Marquette University’s production of The Skin of Our Teeth has much to recommend it. There are some great performances in a contemporary staging one of the weirdest mainstream dramas of the 20th century. There’s a clever production design including multiple eras of costuming and scenery. There are animated digital backdrops on large rear-projection screens. There’s a real stylishness about it that reaches way beyond a decent script presented by some really great performances including that of Marissa Ellison as host and domestic servant Sabina.
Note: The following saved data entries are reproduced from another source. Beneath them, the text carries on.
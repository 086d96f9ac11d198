use async_trait::async_trait;
use serde_json::Value;
use tokio::sync::broadcast;

use crate::error::StoreError;

/// Notification emitted after every mutation of the store.
#[derive(Debug, Clone)]
pub struct StoreChange {
    pub key: String,
    pub old_value: Option<Value>,
    pub new_value: Option<Value>,
}

/// Key/value store shared by every coordinator component.
#[async_trait]
pub trait SharedStore: Send + Sync {
    async fn get(&self, key: &str) -> Result<Option<Value>, StoreError>;

    async fn set(&self, key: &str, value: Value) -> Result<(), StoreError>;

    /// Removes a key, returning the previous value if any.
    async fn remove(&self, key: &str) -> Result<Option<Value>, StoreError>;

    /// Stores `value` only when `key` is vacant. Returns whether the write
    /// happened. This is the atomic mark used for request deduplication.
    async fn set_if_absent(&self, key: &str, value: Value) -> Result<bool, StoreError>;

    /// Subscribes to change notifications for every key.
    fn subscribe(&self) -> broadcast::Receiver<StoreChange>;
}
And then there’s the cute. It’s fun to follow along with the production’s playful rendering of the comically epic scope of Thornton Wilder’s script. The first act precedes the ice age and feels very much like pre-cold-war America. The first intermission music includes Ice Ice Baby. The second act which precedes a flood is Nixon-era America. The second intermission music includes Raindrops Keep Fallin' on My Head. Then there’s the apocalypse. It all ends with It's The End Of The World As We Know It (And I Feel Fine). (12 hours later and Michael Stipe’s voice is still echoing through my head.)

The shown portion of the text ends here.